◆ **Instructions for the task**: What you return should match the data exactly, from the first line to the last.

(Items from a dataset)
· · ·
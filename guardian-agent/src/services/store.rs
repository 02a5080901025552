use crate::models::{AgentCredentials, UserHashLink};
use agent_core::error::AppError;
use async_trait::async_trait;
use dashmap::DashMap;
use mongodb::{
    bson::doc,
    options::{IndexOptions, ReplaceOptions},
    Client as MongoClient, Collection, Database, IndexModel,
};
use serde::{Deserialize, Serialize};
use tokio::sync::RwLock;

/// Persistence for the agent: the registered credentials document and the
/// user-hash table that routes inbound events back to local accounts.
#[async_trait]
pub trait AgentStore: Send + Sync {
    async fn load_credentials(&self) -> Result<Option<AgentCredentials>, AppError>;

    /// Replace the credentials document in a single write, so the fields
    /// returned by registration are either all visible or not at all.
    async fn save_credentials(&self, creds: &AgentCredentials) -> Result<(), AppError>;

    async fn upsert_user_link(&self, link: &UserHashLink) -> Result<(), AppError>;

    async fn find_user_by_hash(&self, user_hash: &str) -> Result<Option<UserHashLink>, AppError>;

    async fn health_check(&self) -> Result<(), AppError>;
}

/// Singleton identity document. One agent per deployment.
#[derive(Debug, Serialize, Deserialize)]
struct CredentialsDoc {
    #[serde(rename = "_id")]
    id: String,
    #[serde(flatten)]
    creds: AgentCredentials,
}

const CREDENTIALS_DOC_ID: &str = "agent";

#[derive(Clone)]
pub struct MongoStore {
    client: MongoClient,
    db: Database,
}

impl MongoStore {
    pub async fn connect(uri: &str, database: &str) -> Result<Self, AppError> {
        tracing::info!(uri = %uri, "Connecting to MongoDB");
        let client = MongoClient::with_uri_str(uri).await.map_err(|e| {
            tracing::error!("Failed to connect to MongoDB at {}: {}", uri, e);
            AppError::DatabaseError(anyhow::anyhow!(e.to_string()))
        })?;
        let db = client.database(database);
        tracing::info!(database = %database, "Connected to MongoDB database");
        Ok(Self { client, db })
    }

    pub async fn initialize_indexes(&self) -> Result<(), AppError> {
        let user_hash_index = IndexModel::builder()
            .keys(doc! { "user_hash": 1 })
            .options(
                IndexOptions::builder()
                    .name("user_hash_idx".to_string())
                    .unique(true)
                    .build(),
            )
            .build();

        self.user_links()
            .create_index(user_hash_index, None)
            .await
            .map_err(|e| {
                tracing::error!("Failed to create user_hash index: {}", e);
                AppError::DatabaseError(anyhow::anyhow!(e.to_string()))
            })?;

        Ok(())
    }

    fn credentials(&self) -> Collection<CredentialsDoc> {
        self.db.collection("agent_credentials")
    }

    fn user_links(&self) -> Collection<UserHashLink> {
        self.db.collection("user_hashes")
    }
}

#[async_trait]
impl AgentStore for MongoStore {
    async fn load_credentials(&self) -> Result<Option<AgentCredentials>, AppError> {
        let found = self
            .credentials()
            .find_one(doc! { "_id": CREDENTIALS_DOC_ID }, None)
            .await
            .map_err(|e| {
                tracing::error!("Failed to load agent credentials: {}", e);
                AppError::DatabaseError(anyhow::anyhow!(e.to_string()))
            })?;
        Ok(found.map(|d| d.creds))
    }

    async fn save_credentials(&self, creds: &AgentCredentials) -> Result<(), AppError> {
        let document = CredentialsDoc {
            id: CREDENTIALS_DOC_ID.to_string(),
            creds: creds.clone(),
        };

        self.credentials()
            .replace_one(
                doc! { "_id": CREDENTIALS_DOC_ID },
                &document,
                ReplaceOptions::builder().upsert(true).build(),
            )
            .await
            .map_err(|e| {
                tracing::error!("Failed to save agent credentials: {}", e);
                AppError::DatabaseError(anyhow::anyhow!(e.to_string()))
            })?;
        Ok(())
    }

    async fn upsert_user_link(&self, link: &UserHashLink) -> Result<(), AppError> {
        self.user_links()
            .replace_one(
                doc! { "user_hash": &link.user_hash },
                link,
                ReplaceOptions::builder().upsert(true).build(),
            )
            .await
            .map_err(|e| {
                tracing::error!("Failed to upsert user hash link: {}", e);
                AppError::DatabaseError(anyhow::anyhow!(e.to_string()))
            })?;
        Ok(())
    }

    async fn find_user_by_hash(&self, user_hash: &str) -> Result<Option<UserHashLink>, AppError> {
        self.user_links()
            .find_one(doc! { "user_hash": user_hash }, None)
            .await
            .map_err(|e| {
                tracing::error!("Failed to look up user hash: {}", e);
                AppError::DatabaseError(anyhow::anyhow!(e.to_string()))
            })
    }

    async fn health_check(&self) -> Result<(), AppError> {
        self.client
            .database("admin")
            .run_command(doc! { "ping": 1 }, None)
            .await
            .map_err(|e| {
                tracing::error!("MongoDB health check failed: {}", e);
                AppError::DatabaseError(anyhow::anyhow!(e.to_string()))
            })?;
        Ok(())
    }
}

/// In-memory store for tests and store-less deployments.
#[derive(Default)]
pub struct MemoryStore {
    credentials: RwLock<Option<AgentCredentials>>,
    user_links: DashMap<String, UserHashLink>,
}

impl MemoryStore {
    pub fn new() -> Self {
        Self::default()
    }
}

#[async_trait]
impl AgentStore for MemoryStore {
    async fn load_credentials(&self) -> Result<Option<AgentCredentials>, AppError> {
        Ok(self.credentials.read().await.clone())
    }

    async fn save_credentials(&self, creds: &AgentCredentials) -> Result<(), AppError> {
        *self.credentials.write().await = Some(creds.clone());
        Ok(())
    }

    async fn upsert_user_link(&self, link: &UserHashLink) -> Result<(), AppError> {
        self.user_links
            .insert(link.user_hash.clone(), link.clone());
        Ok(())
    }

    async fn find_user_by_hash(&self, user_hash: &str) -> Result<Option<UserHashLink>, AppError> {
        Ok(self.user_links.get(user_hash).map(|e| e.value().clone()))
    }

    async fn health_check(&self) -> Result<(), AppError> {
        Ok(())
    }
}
· · ·
◆ **Your response**:
filename guardian-agent/src/services/store.rs
repository 02a5080901025552
use crate::models::{AgentCredentials, UserHashLink};
use agent_core::error::AppError;
use async_trait::async_trait;
use dashmap::DashMap;
use mongodb::{
    bson::doc,
    options::{IndexOptions, ReplaceOptions},
    Client as MongoClient, Collection, Database, IndexModel,
};
use serde::{Deserialize, Serialize};
use tokio::sync::RwLock;

/// Persistence for the agent: the registered credentials document and the
/// user-hash table that routes inbound events back to local accounts.
#[async_trait]
pub trait AgentStore: Send + Sync {
    async fn load_credentials(&self) -> Result<Option<AgentCredentials>, AppError>;

    /// Replace the credentials document in a single write, so the fields
    /// returned by registration are either all visible or not at all.
    async fn save_credentials(&self, creds: &AgentCredentials) -> Result<(), AppError>;

    async fn upsert_user_link(&self, link: &UserHashLink) -> Result<(), AppError>;

    async fn find_user_by_hash(&self, user_hash: &str) -> Result<Option<UserHashLink>, AppError>;

    async fn health_check(&self) -> Result<(), AppError>;
}

/// Singleton identity document. One agent per deployment.
#[derive(Debug, Serialize, Deserialize)]
struct CredentialsDoc {
    #[serde(rename = "_id")]
    id: String,
    #[serde(flatten)]
    creds: AgentCredentials,
}

const CREDENTIALS_DOC_ID: &str = "agent";

#[derive(Clone)]
pub struct MongoStore {
    client: MongoClient,
    db: Database,
}

impl MongoStore {
    pub async fn connect(uri: &str, database: &str) -> Result<Self, AppError> {
        tracing::info!(uri = %uri, "Connecting to MongoDB");
        let client = MongoClient::with_uri_str(uri).await.map_err(|e| {
            tracing::error!("Failed to connect to MongoDB at {}: {}", uri, e);
            AppError::DatabaseError(anyhow::anyhow!(e.to_string()))
        })?;
        let db = client.database(database);
        tracing::info!(database = %database, "Connected to MongoDB database");
        Ok(Self { client, db })
    }

    pub async fn initialize_indexes(&self) -> Result<(), AppError> {
        let user_hash_index = IndexModel::builder()
            .keys(doc! { "user_hash": 1 })
            .options(
                IndexOptions::builder()
                    .name("user_hash_idx".to_string())
                    .unique(true)
                    .build(),
            )
            .build();

        self.user_links()
            .create_index(user_hash_index, None)
            .await
            .map_err(|e| {
                tracing::error!("Failed to create user_hash index: {}", e);
                AppError::DatabaseError(anyhow::anyhow!(e.to_string()))
            })?;

        Ok(())
    }

    fn credentials(&self) -> Collection<CredentialsDoc> {
        self.db.collection("agent_credentials")
    }

    fn user_links(&self) -> Collection<UserHashLink> {
        self.db.collection("user_hashes")
    }
}

#[async_trait]
impl AgentStore for MongoStore {
    async fn load_credentials(&self) -> Result<Option<AgentCredentials>, AppError> {
        let found = self
            .credentials()
            .find_one(doc! { "_id": CREDENTIALS_DOC_ID }, None)
            .await
            .map_err(|e| {
                tracing::error!("Failed to load agent credentials: {}", e);
                AppError::DatabaseError(anyhow::anyhow!(e.to_string()))
            })?;
        Ok(found.map(|d| d.creds))
    }

    async fn save_credentials(&self, creds: &AgentCredentials) -> Result<(), AppError> {
        let document = CredentialsDoc {
            id: CREDENTIALS_DOC_ID.to_string(),
            creds: creds.clone(),
        };

        self.credentials()
            .replace_one(
                doc! { "_id": CREDENTIALS_DOC_ID },
                &document,
                ReplaceOptions::builder().upsert(true).build(),
            )
            .await
            .map_err(|e| {
                tracing::error!("Failed to save agent credentials: {}", e);
                AppError::DatabaseError(anyhow::anyhow!(e.to_string()))
            })?;
        Ok(())
    }

    async fn upsert_user_link(&self, link: &UserHashLink) -> Result<(), AppError> {
        self.user_links()
            .replace_one(
                doc! { "user_hash": &link.user_hash },
                link,
                ReplaceOptions::builder().upsert(true).build(),
            )
            .await
            .map_err(|e| {
                tracing::error!("Failed to upsert user hash link: {}", e);
                AppError::DatabaseError(anyhow::anyhow!(e.to_string()))
            })?;
        Ok(())
    }

    async fn find_user_by_hash(&self, user_hash: &str) -> Result<Option<UserHashLink>, AppError> {
        self.user_links()
            .find_one(doc! { "user_hash": user_hash }, None)
            .await
            .map_err(|e| {
                tracing::error!("Failed to look up user hash: {}", e);
                AppError::DatabaseError(anyhow::anyhow!(e.to_string()))
            })
    }

    async fn health_check(&self) -> Result<(), AppError> {
        self.client
            .database("admin")
            .run_command(doc! { "ping": 1 }, None)
            .await
            .map_err(|e| {
                tracing::error!("MongoDB health check failed: {}", e);
                AppError::DatabaseError(anyhow::anyhow!(e.to_string()))
            })?;
        Ok(())
    }
}

/// In-memory store for tests and store-less deployments.
#[derive(Default)]
pub struct MemoryStore {
    credentials: RwLock<Option<AgentCredentials>>,
    user_links: DashMap<String, UserHashLink>,
}

impl MemoryStore {
    pub fn new() -> Self {
        Self::default()
    }
}

#[async_trait]
impl AgentStore for MemoryStore {
    async fn load_credentials(&self) -> Result<Option<AgentCredentials>, AppError> {
        Ok(self.credentials.read().await.clone())
    }

    async fn save_credentials(&self, creds: &AgentCredentials) -> Result<(), AppError> {
        *self.credentials.write().await = Some(creds.clone());
        Ok(())
    }

    async fn upsert_user_link(&self, link: &UserHashLink) -> Result<(), AppError> {
        self.user_links
            .insert(link.user_hash.clone(), link.clone());
        Ok(())
    }

    async fn find_user_by_hash(&self, user_hash: &str) -> Result<Option<UserHashLink>, AppError> {
        Ok(self.user_links.get(user_hash).map(|e| e.value().clone()))
    }

    async fn health_check(&self) -> Result<(), AppError> {
        Ok(())
    }
}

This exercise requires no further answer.